At my university we have 50 computers in the lab. We would like to use a scheduler to schedule our fluid models, and I was wondering what is a good suggestion?
TIA
On 09/10/08 18:22, Mag Gam wrote:
At my university we have 50 computers in the lab. We would like to use a scheduler to schedule our fluid models, and I was wondering what is a good suggestion?
SGE (Sun Grid Engine):
http://gridengine.sunsource.net/ http://www.sun.com/software/gridware/ http://en.wikipedia.org/wiki/Sun_Grid_Engine
Or if you've got a lot of money you need to burn, you can use LSF:
http://www.platform.com/products/platform-lsf
Mag Gam wrote:
At my university we have 50 computers in the lab. We would like to use a scheduler to schedule our fluid models, and I was wondering what is a good suggestion?

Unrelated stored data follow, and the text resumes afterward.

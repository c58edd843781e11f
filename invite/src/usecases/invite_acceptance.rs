use std::{sync::Arc, time::Duration};

use crates::domain::{
    entities::invites::InviteEntity,
    repositories::invites::{InviteError, InviteRepository},
    value_objects::{
        enums::invite_statuses::InviteStatus,
        invites::{AcceptanceSubmission, SubmissionError},
    },
};
use tracing::{error, info, warn};

use crate::usecases::invite_polling::{PollHandle, spawn_poller};

pub const GENERIC_FAILURE_MESSAGE: &str = "Não foi possível carregar o convite. Tente novamente.";

/// What the invite screen shows for one token.
#[derive(Debug, Clone, PartialEq)]
pub enum InviteView {
    Invited(InviteEntity),
    /// Payment pending. The PIX payload is absent until the backend has one.
    Accepted { qr_payload: Option<String> },
    Active { client_name: String },
    /// HTTP 410.
    Expired,
    /// HTTP 404.
    Invalid,
    /// Cancelled or payment failed.
    Unavailable(InviteStatus),
    Failed(String),
}

impl InviteView {
    pub fn from_invite(invite: InviteEntity) -> Self {
        match invite.invite_status {
            InviteStatus::Invited => InviteView::Invited(invite),
            InviteStatus::Accepted => InviteView::Accepted {
                qr_payload: invite.qr_payload().map(str::to_string),
            },
            InviteStatus::Active => InviteView::Active {
                client_name: invite.client_name,
            },
            status @ (InviteStatus::Cancelled | InviteStatus::PaymentFailed) => {
                InviteView::Unavailable(status)
            }
            InviteStatus::Unknown => InviteView::Failed(GENERIC_FAILURE_MESSAGE.to_string()),
        }
    }

    pub fn from_error(err: &InviteError) -> Self {
        match err {
            InviteError::NotFound => InviteView::Invalid,
            InviteError::Expired => InviteView::Expired,
            _ => InviteView::Failed(GENERIC_FAILURE_MESSAGE.to_string()),
        }
    }

    pub fn is_terminal(&self) -> bool {
        matches!(
            self,
            InviteView::Active { .. }
                | InviteView::Expired
                | InviteView::Invalid
                | InviteView::Unavailable(_)
        )
    }

    /// Status on the invite record this view was built from, if any.
    pub fn status(&self) -> Option<InviteStatus> {
        match self {
            InviteView::Invited(_) => Some(InviteStatus::Invited),
            InviteView::Accepted { .. } => Some(InviteStatus::Accepted),
            InviteView::Active { .. } => Some(InviteStatus::Active),
            InviteView::Unavailable(status) => Some(*status),
            InviteView::Expired | InviteView::Invalid | InviteView::Failed(_) => None,
        }
    }
}

pub struct InviteAcceptanceUseCase {
    invite_repository: Arc<dyn InviteRepository + Send + Sync>,
}

impl InviteAcceptanceUseCase {
    pub fn new(invite_repository: Arc<dyn InviteRepository + Send + Sync>) -> Self {
        Self { invite_repository }
    }

    pub async fn load(&self, token: &str) -> InviteView {
        match self.invite_repository.find_by_token(token).await {
            Ok(invite) => {
                let view = InviteView::from_invite(invite);
                info!(status = ?view.status(), "invite_acceptance: invite loaded");
                view
            }
            Err(err) => {
                log_invite_error(&err, "invite_acceptance: failed to load invite");
                InviteView::from_error(&err)
            }
        }
    }

    /// Validates locally, then accepts. Nothing is sent when validation fails.
    pub async fn submit(
        &self,
        token: &str,
        submission: &AcceptanceSubmission,
    ) -> Result<InviteView, SubmissionError> {
        let request = submission.validate().map_err(|err| {
            info!(reason = %err, "invite_acceptance: submission rejected locally");
            err
        })?;

        match self.invite_repository.accept(token, &request).await {
            Ok(accepted) => {
                info!("invite_acceptance: invite accepted, awaiting payment");
                Ok(InviteView::Accepted {
                    qr_payload: Some(accepted.qr_payload).filter(|payload| !payload.is_empty()),
                })
            }
            Err(InviteError::Conflict(message)) => {
                // Someone already moved the invite forward; show where it is now.
                warn!(message = %message, "invite_acceptance: invite changed concurrently, reloading");
                Ok(self.load(token).await)
            }
            Err(InviteError::UnexpectedStatus { status, message }) if status < 500 => {
                warn!(status, message = %message, "invite_acceptance: accept refused");
                Ok(InviteView::Failed(message))
            }
            Err(err) => {
                log_invite_error(&err, "invite_acceptance: failed to accept invite");
                Ok(InviteView::from_error(&err))
            }
        }
    }

    /// Re-fetches the invite every `interval` until it reaches a terminal view.
    pub fn start_polling(&self, token: &str, interval: Duration, initial: InviteView) -> PollHandle {
        spawn_poller(
            Arc::clone(&self.invite_repository),
            token.to_string(),
            interval,
            initial,
        )
    }
}

fn log_invite_error(err: &InviteError, message: &'static str) {
    match err {
        InviteError::NotFound | InviteError::Expired => info!(error = %err, "{}", message),
        _ => error!(error = %err, "{}", message),
    }
}
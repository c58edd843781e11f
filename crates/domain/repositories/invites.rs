use async_trait::async_trait;
use mockall::automock;
use thiserror::Error;

use crate::domain::{
    entities::invites::{AcceptInviteResponse, InviteEntity},
    value_objects::invites::AcceptInviteRequest,
};

#[derive(Debug, Error)]
pub enum InviteError {
    #[error("invite not found")]
    NotFound,
    #[error("invite expired")]
    Expired,
    #[error("invite already handled: {0}")]
    Conflict(String),
    #[error("unexpected invite API response ({status}): {message}")]
    UnexpectedStatus { status: u16, message: String },
    #[error(transparent)]
    Internal(#[from] anyhow::Error),
}

#[automock]
#[async_trait]
pub trait InviteRepository {
    async fn find_by_token(&self, token: &str) -> Result<InviteEntity, InviteError>;

    async fn accept(
        &self,
        token: &str,
        request: &AcceptInviteRequest,
    ) -> Result<AcceptInviteResponse, InviteError>;
}
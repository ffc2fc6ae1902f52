//! Builtin commands.

mod bg;
mod fg;
mod jobs;
mod quit;

pub use bg::Bg;
pub use fg::Fg;
pub use jobs::Jobs;
pub use quit::Quit;

use nix::sys::signal::{killpg, Signal};
use nix::unistd::Pid;
use tracing::debug;

use crate::jobs::{Job, JobId, JobTable};
use crate::output;
use crate::tools::ToolRegistry;

/// Register every builtin with the registry.
pub fn register_builtins(registry: &mut ToolRegistry) {
    registry.register(Box::new(Quit));
    registry.register(Box::new(Jobs));
    registry.register(Box::new(Fg));
    registry.register(Box::new(Bg));
}

/// A job designator as typed: `%n` selects by job id, a bare integer by
/// process id.
#[derive(Debug, Clone, Copy, PartialEq, Eq)]
enum JobRef {
    Id(i32),
    Pid(i32),
}

/// Parse the operand of `fg`/`bg`. `None` covers everything malformed:
/// not an integer, or zero.
fn parse_job_ref(arg: &str) -> Option<JobRef> {
    if let Some(rest) = arg.strip_prefix('%') {
        match rest.parse::<i32>() {
            Ok(id) if id != 0 => Some(JobRef::Id(id)),
            _ => None,
        }
    } else {
        match arg.parse::<i32>() {
            Ok(pid) if pid != 0 => Some(JobRef::Pid(pid)),
            _ => None,
        }
    }
}

/// Look the target up in the table, reporting a miss to the user. The
/// existence check runs before any dereference, so a stale or negative
/// designator is an error message rather than a crash.
fn find_job(table: &mut JobTable, target: JobRef) -> Option<&mut Job> {
    match target {
        JobRef::Id(id) => {
            if id > 0 && table.find_by_id(JobId(id as u32)).is_some() {
                return table.find_by_id_mut(JobId(id as u32));
            }
            output::emit(format!("[{id}]: job with this jid do not exist\n"));
            None
        }
        JobRef::Pid(raw) => {
            let pid = Pid::from_raw(raw);
            if table.find_by_pid(pid).is_some() {
                return table.find_by_pid_mut(pid);
            }
            output::emit(format!("({raw}): process with this pid do not exist\n"));
            None
        }
    }
}

/// Signal a job's whole process group, logging delivery failures.
fn signal_group(pid: Pid, signal: Signal) {
    if let Err(err) = killpg(pid, signal) {
        debug!(pid = pid.as_raw(), %signal, error = %err, "failed to signal job group");
    }
}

you might look at using one of the scientific clustering packages, like Oscar, which implements and manages an MPI cluster. this of course assumes your fluid model software is written to use MPI
On Wed, 10 Sep 2008 19:54:44 -0700 "JRP" == John R Pierce <John> wrote:
JRP> Mag Gam wrote: >> At my university we have 50 computers in the lab. We would like >> to use a scheduler to schedule our fluid models, and I was >> wondering what is a good suggestion? >>
JRP> you might look at using one of the scientific clustering JRP> packages, like Oscar, which implements and manages an MPI JRP> cluster. this of course assumes your fluid model software is JRP> written to use MPI
If you're going for cluster software you might consider
It's even based on CentOS.
Here at our place we have a dedicated cluster with Rocks. In addition I took the SGE-rpm from the distribution and installed it on our regular (CentOS) workstations so that jobs can be scheduled on these machines too
Thankyou everyone. How does SGE compare? Is it easy to implement? What about its features compared to others? How is the code quality, stability, and documentation?
TIA
On Thu, Sep 11, 2008 at 4:15 AM, Bernhard Gschaider bgschaid_lists@ice-sf.at wrote:
On Wed, 10 Sep 2008 19:54:44 -0700 "JRP" == John R Pierce <John> wrote:
JRP> Mag Gam wrote:
At my university we have 50 computers in the lab. We would like to use a scheduler to schedule our fluid models, and I was wondering what is a good suggestion?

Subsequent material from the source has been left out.